On Wednesday, we introduced Maxim Integrated Products (Nasdaq: MXIM), a company that has seen a bang-up appreciation in its share price over the past few years. We then attempted to get at the main driver behind this impressive performance, before our Foolish editors cut us short. (Blast those editors!)

What causes a company's share price to increase over time? Jeff and I have often cited rising earnings, margins, and returns as three numbers-oriented performance measures that we use as guideposts for projecting potentially higher stock prices down the road. But in the case of Maxim, none of these measures moved in a way that can come close to explaining the 57% compound annual rise in the firm's stock between 1996 and 1999. Margins held steady and return on equity actually declined. Consistently higher revenues resulted in earnings expanding at a 17% compound annual rate, but that was a much slower rate than the overall share price appreciation.

Given the firm's financial performance, why had the market decided by the end of last year that Maxim was now worth nearly five times what it was deemed to be worth just three years before?

As a preliminary conclusion, we posited that Maxim's stock rise can be explained by the market affording the company a higher price-to-earnings ratio or "multiple." This seems logical enough. If the "P" in the P/E rises faster than the "E," then the ratio will always spit out a higher number -- unless the rules of mathematics are repealed. (As an aside, quite a few observers have suggested that just such a thing is happening in some of sectors of the stock market today, but that's another can of worms entirely.)

There's more to this story, however. Here's a chart tracking Maxim's year-end trailing earnings and P/E from 1996 to 1999. As a comparison, the average year-end trailing P/E for the stocks in the S&P 500 Index has also been included.

                     1996   1997   1998   1999
EPS                 $0.87  $0.94  $1.18  $1.29 
Multiple            12.4x  18.3x  18.5x  36.6x 
S&P 500's Multiple    21x  24.5x    32x  32.5x

Looking at the chart, a couple of things immediately pop out. First of all, we can start to appreciate just how important multiple expansion has been to Maxim's overall share price rise. For example, if Maxim's multiple had stayed constant at 12.4x for all four years, the firm's share price at the end of 1999 would have been $15.99, not $47.21. From the starting share price of $10.78 at the end of 1996, that would have been a 48% total return instead of the 338% return that was actually realized.

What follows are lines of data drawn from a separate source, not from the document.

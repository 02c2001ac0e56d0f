//! Trust store and certificate lookups
//!
//! A [`CertificateStore`] holds trust anchors, revocation lists and an ordered
//! list of [`Lookup`]s. It may be configured freely until the first
//! verification seals it; later mutations fail with `InvalidState`.

pub mod hashdir;
mod lookup;

use std::fmt;
use std::fs;
use std::path::Path;
use std::sync::atomic::{AtomicBool, Ordering};
use std::sync::{RwLock, RwLockReadGuard, RwLockWriteGuard};

pub use hashdir::HashDirLookup;
pub use lookup::{
    CallbackLookup, CollectionLookup, FileLookup, Lookup, LookupCallback, LookupMethod,
    LookupSource,
};

use crate::config::EngineConfig;
use crate::error::{Error, Result};
use crate::handle::Handle;
use crate::x509::{Certificate, Crl, DistinguishedName, X509Format};

/// Encoding of certificate files read by lookups.
#[derive(Debug, Clone, Copy, PartialEq, Eq, Default)]
pub enum FileType {
    Pem,
    Der,
    /// PEM when the file contains an armor line, DER otherwise.
    #[default]
    Default,
}

pub(crate) fn read_certificate_file(path: &Path, file_type: FileType) -> Result<Vec<Certificate>> {
    let data = fs::read(path)?;
    let pem = match file_type {
        FileType::Pem => true,
        FileType::Der => false,
        FileType::Default => data.windows(11).any(|w| w == b"-----BEGIN ".as_slice()),
    };
    if pem {
        let certificates = Certificate::load_all_pem(&data)?;
        if certificates.is_empty() {
            return Err(Error::parse("certificate file", "no CERTIFICATE block"));
        }
        Ok(certificates)
    } else {
        Ok(vec![Certificate::load_from_data(&data, X509Format::Der)?])
    }
}

struct StoreInner {
    anchors: RwLock<Vec<Certificate>>,
    crls: RwLock<Vec<Crl>>,
    lookups: RwLock<Vec<Lookup>>,
    sealed: AtomicBool,
}

fn read<T>(lock: &RwLock<T>) -> RwLockReadGuard<'_, T> {
    lock.read().unwrap_or_else(|poisoned| {
        tracing::warn!("store lock poisoned, recovering");
        poisoned.into_inner()
    })
}

fn write<T>(lock: &RwLock<T>) -> RwLockWriteGuard<'_, T> {
    lock.write().unwrap_or_else(|poisoned| {
        tracing::warn!("store lock poisoned, recovering");
        poisoned.into_inner()
    })
}

impl StoreInner {
    fn ensure_mutable(&self) -> Result<()> {
        if self.sealed.load(Ordering::Acquire) {
            return Err(Error::state(
                "certificate store is in use by a verification and can no longer change",
            ));
        }
        Ok(())
    }
}

/// Issuer candidates found in the trust store plus any callback panic
/// swallowed while searching.
pub(crate) struct TrustedIssuers {
    pub(crate) certificates: Vec<Certificate>,
    pub(crate) panic: Option<Error>,
}

/// Trust anchors, revocation lists and lookups consulted during verification.
///
/// Clones share the same store.
#[derive(Clone)]
pub struct CertificateStore {
    handle: Handle<StoreInner>,
}

impl CertificateStore {
    pub fn new() -> Self {
        Self {
            handle: Handle::new(
                "certificate store",
                StoreInner {
                    anchors: RwLock::new(Vec::new()),
                    crls: RwLock::new(Vec::new()),
                    lookups: RwLock::new(Vec::new()),
                    sealed: AtomicBool::new(false),
                },
            ),
        }
    }

    /// Trust every certificate in `file` and/or search the hashed directory `dir`.
    pub fn load_locations(&self, file: Option<&Path>, dir: Option<&Path>) -> Result<()> {
        if file.is_none() && dir.is_none() {
            return Err(Error::InvalidArgument(
                "load_locations needs a file or a directory".to_string(),
            ));
        }
        if let Some(file) = file {
            for certificate in read_certificate_file(file, FileType::Pem)? {
                self.add_certificate(&certificate)?;
            }
        }
        if let Some(dir) = dir {
            let lookup = self.add_lookup(LookupMethod::hash_dir())?;
            lookup.add_directory(dir, FileType::Pem)?;
        }
        Ok(())
    }

    /// Add a trust anchor. Returns `false` when the same certificate is
    /// already trusted.
    pub fn add_certificate(&self, certificate: &Certificate) -> Result<bool> {
        let fingerprint = certificate.cert_hash()?;
        self.handle.with(|store| {
            store.ensure_mutable()?;
            let mut anchors = write(&store.anchors);
            for anchor in anchors.iter() {
                if anchor.cert_hash()? == fingerprint {
                    return Ok(false);
                }
            }
            anchors.push(certificate.clone());
            Ok(true)
        })
    }

    pub fn add_crl(&self, crl: &Crl) -> Result<()> {
        crl.data()?;
        self.handle.with(|store| {
            store.ensure_mutable()?;
            write(&store.crls).push(crl.clone());
            Ok(())
        })
    }

    /// Number of trust anchors.
    pub fn count(&self) -> Result<usize> {
        self.handle.with(|store| Ok(read(&store.anchors).len()))
    }

    pub fn crl_count(&self) -> Result<usize> {
        self.handle.with(|store| Ok(read(&store.crls).len()))
    }

    /// Create a lookup owned by this store, consulted in insertion order.
    pub fn add_lookup(&self, method: LookupMethod) -> Result<Lookup> {
        self.handle.with(|store| {
            store.ensure_mutable()?;
            let lookup = Lookup::new(method)?;
            tracing::debug!("added {:?} to certificate store", lookup);
            write(&store.lookups).push(lookup.clone());
            Ok(lookup)
        })
    }

    pub fn lookups(&self) -> Result<Vec<Lookup>> {
        self.handle.with(|store| Ok(read(&store.lookups).clone()))
    }

    /// Platform defaults from the process configuration.
    pub fn set_default_paths(&self) -> Result<usize> {
        self.set_default_paths_with(EngineConfig::global())
    }

    /// Register `config.system_store_location` as a hashed directory and,
    /// when enabled, trust the platform root certificates. Returns the
    /// number of platform roots added.
    pub fn set_default_paths_with(&self, config: &EngineConfig) -> Result<usize> {
        let lookup = self.add_lookup(LookupMethod::HashDir(config.name_hash))?;
        lookup.add_directory(&config.system_store_location, FileType::Pem)?;
        if !config.load_native_roots {
            return Ok(0);
        }

        let native = rustls_native_certs::load_native_certs();
        for error in &native.errors {
            tracing::warn!("platform root store: {}", error);
        }
        let mut added = 0;
        for der in native.certs {
            match Certificate::load_from_data(der.as_ref(), X509Format::Der) {
                Ok(certificate) => {
                    if self.add_certificate(&certificate)? {
                        added += 1;
                    }
                }
                Err(e) => tracing::debug!("skipping platform root: {}", e),
            }
        }
        tracing::info!("loaded {} platform root certificates", added);
        Ok(added)
    }

    /// First trusted certificate with this subject, from the anchors then
    /// each lookup in order.
    pub fn lookup_by_subject(&self, name: &DistinguishedName) -> Result<Option<Certificate>> {
        let found = self.trusted_issuers(name, true)?;
        if let Some(panic) = found.panic {
            return Err(panic);
        }
        Ok(found.certificates.into_iter().next())
    }

    /// Trusted certificate with this SHA-1 fingerprint, from the anchors
    /// then each lookup in order.
    pub fn lookup_by_fingerprint(&self, fingerprint: &[u8]) -> Result<Option<Certificate>> {
        let store = self.handle.get()?;
        for anchor in read(&store.anchors).iter() {
            if anchor.cert_hash()?.as_slice() == fingerprint {
                return Ok(Some(anchor.clone()));
            }
        }
        let lookups = read(&store.lookups).clone();
        for lookup in lookups {
            match lookup.by_fingerprint(fingerprint) {
                Ok(Some(certificate)) => return Ok(Some(certificate)),
                Ok(None) => {}
                Err(e @ Error::CallbackPanic(_)) => return Err(e),
                Err(e) => tracing::warn!("{:?} failed: {}", lookup, e),
            }
        }
        Ok(None)
    }

    /// Anchors and lookup results whose subject canonically equals `name`.
    ///
    /// With `first_only` the search stops at the first source that yields a
    /// match. A panicking lookup callback ends the search and is reported in
    /// `panic` rather than as an error.
    pub(crate) fn trusted_issuers(
        &self,
        name: &DistinguishedName,
        first_only: bool,
    ) -> Result<TrustedIssuers> {
        let store = self.handle.get()?;
        let canonical = name.raw_data(true)?;
        let mut found = TrustedIssuers {
            certificates: Vec::new(),
            panic: None,
        };
        for anchor in read(&store.anchors).iter() {
            if lookup::subject_matches(anchor, &canonical)? {
                found.certificates.push(anchor.clone());
                if first_only {
                    return Ok(found);
                }
            }
        }

        let lookups = read(&store.lookups).clone();
        for lookup in lookups {
            let candidates = if first_only {
                lookup.by_subject(name).map(|found| found.into_iter().collect())
            } else {
                lookup.all_by_subject(name)
            };
            match candidates {
                Ok(candidates) => {
                    for certificate in candidates {
                        let fingerprint = certificate.cert_hash()?;
                        let mut duplicate = false;
                        for known in &found.certificates {
                            duplicate |= known.cert_hash()? == fingerprint;
                        }
                        if !duplicate {
                            found.certificates.push(certificate);
                        }
                    }
                    if first_only && !found.certificates.is_empty() {
                        return Ok(found);
                    }
                }
                Err(Error::CallbackPanic(message)) => {
                    found.panic = Some(Error::CallbackPanic(message));
                    return Ok(found);
                }
                Err(e) => tracing::warn!("{:?} failed: {}", lookup, e),
            }
        }
        Ok(found)
    }

    /// Whether `certificate` itself is trusted.
    pub(crate) fn is_trusted(&self, certificate: &Certificate) -> Result<TrustedIssuers> {
        let fingerprint = certificate.cert_hash()?;
        let mut found = self.trusted_issuers(&certificate.subject_name()?, false)?;
        let mut matches = Vec::new();
        for candidate in found.certificates.drain(..) {
            if candidate.cert_hash()? == fingerprint {
                matches.push(candidate);
            }
        }
        found.certificates = matches;
        Ok(found)
    }

    pub(crate) fn crls_for(&self, issuer_canonical: &[u8]) -> Result<Vec<Crl>> {
        let store = self.handle.get()?;
        let crls = read(&store.crls);
        let mut matching = Vec::new();
        for crl in crls.iter() {
            if crl.data()?.issuer_canonical == issuer_canonical {
                matching.push(crl.clone());
            }
        }
        Ok(matching)
    }

    pub fn anchors(&self) -> Result<Vec<Certificate>> {
        self.handle.with(|store| Ok(read(&store.anchors).clone()))
    }

    pub fn crls(&self) -> Result<Vec<Crl>> {
        self.handle.with(|store| Ok(read(&store.crls).clone()))
    }

    /// Freeze the store; called on first use by a verification.
    pub fn seal(&self) -> Result<()> {
        self.handle.with(|store| {
            if !store.sealed.swap(true, Ordering::AcqRel) {
                tracing::debug!("certificate store sealed");
            }
            Ok(())
        })
    }

    pub fn is_sealed(&self) -> Result<bool> {
        self.handle.with(|store| Ok(store.sealed.load(Ordering::Acquire)))
    }

    pub fn is_valid(&self) -> bool {
        self.handle.is_valid()
    }

    /// Shut down and release the lookups, then release this handle.
    pub fn close(&self) {
        if let Ok(store) = self.handle.get() {
            for lookup in write(&store.lookups).drain(..) {
                lookup.close();
            }
        }
        self.handle.release();
    }
}

impl Default for CertificateStore {
    fn default() -> Self {
        Self::new()
    }
}

impl fmt::Debug for CertificateStore {
    fn fmt(&self, f: &mut fmt::Formatter<'_>) -> fmt::Result {
        f.debug_struct("CertificateStore")
            .field("anchors", &self.count().ok())
            .field("sealed", &self.is_sealed().ok())
            .finish()
    }
}

#[cfg(test)]
mod tests {
    use super::*;

    #[test]
    fn load_locations_needs_a_source() {
        let store = CertificateStore::new();
        assert!(matches!(
            store.load_locations(None, None),
            Err(Error::InvalidArgument(_))
        ));
    }

    #[test]
    fn sealed_store_rejects_mutation() {
        let store = CertificateStore::new();
        store.add_lookup(LookupMethod::File).unwrap();
        store.seal().unwrap();
        assert!(store.is_sealed().unwrap());
        assert!(matches!(
            store.add_lookup(LookupMethod::File),
            Err(Error::InvalidState(_))
        ));
        assert_eq!(store.lookups().unwrap().len(), 1);
    }

    #[test]
    fn close_shuts_down_lookups() {
        let store = CertificateStore::new();
        store.add_lookup(LookupMethod::collection(Vec::new())).unwrap();
        let shared = store.clone();
        store.close();
        store.close();
        assert!(!store.is_valid());
        assert!(matches!(store.count(), Err(Error::InvalidHandle(_))));
        assert!(shared.lookups().unwrap().is_empty());
    }

    #[test]
    fn wrong_lookup_kind_is_not_supported() {
        let lookup = Lookup::new(LookupMethod::File).unwrap();
        assert!(matches!(
            lookup.add_directory("/nonexistent", FileType::Pem),
            Err(Error::NotSupported(_))
        ));
    }

    #[test]
    fn default_file_type_sniffs_armor() {
        let dir = tempfile::tempdir().unwrap();
        let path = dir.path().join("junk.pem");
        fs::write(&path, b"-----BEGIN NOTHING-----\n-----END NOTHING-----\n").unwrap();
        assert!(matches!(
            read_certificate_file(&path, FileType::Default),
            Err(Error::Parse { .. })
        ));
    }
}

The second point that we can take away from the chart above is that while Maxim's multiple started out below the average for the S&P 500, it eventually caught up as the years went by, surpassing the average P/E for the index by the end of 1999. This is the point we really want to emphasize. Maxim's share price didn't simply go up. More accurately, the multiple expanded from below-average to above-average.

There is no magic trick to predicting perfectly that multiple expansion will occur for a certain stock in the future. Basically, the best advice is to focus on companies with strong fundamental businesses, analyze them thoroughly, and become familiar with what their appropriate prices are on an earnings multiple basis relative to the market or, individually, relative to a peer group. The longer you follow an industry closely, the easier these "appropriate price" determinations will be. As I heard one investor put it recently, "Experience provides good guideposts and gives us a good sense that we're on the right track with our investments."

Jeff and I are aware that not every company on the planet deserves an above-average earnings multiple. But more often than not, we believe that the types of companies we consider for inclusion in this portfolio do deserve a higher-than-average multiple. This can be due to their leading market positions, well-defined competitive advantages, strong performance histories, high return business economics, and/or potential for earnings growth -- all of which are traits that we find in Maxim and we have repeatedly said we look for in Drip Port companies.

To sum up, our definition of "an ideal stock" is a company with the following traits:

  1. above-average business characteristics
  2. the potential for above-average earnings growth
  3. priced in the market at a below-average earnings multiple

Above-average businesses selling at below-average multiples can be pretty hard to come by. And given our long-term time horizon, we can probably accomplish our goals by investing our money each month in companies that only sport the first two of these three traits. However, the ideal long-term Drip investment would have all three.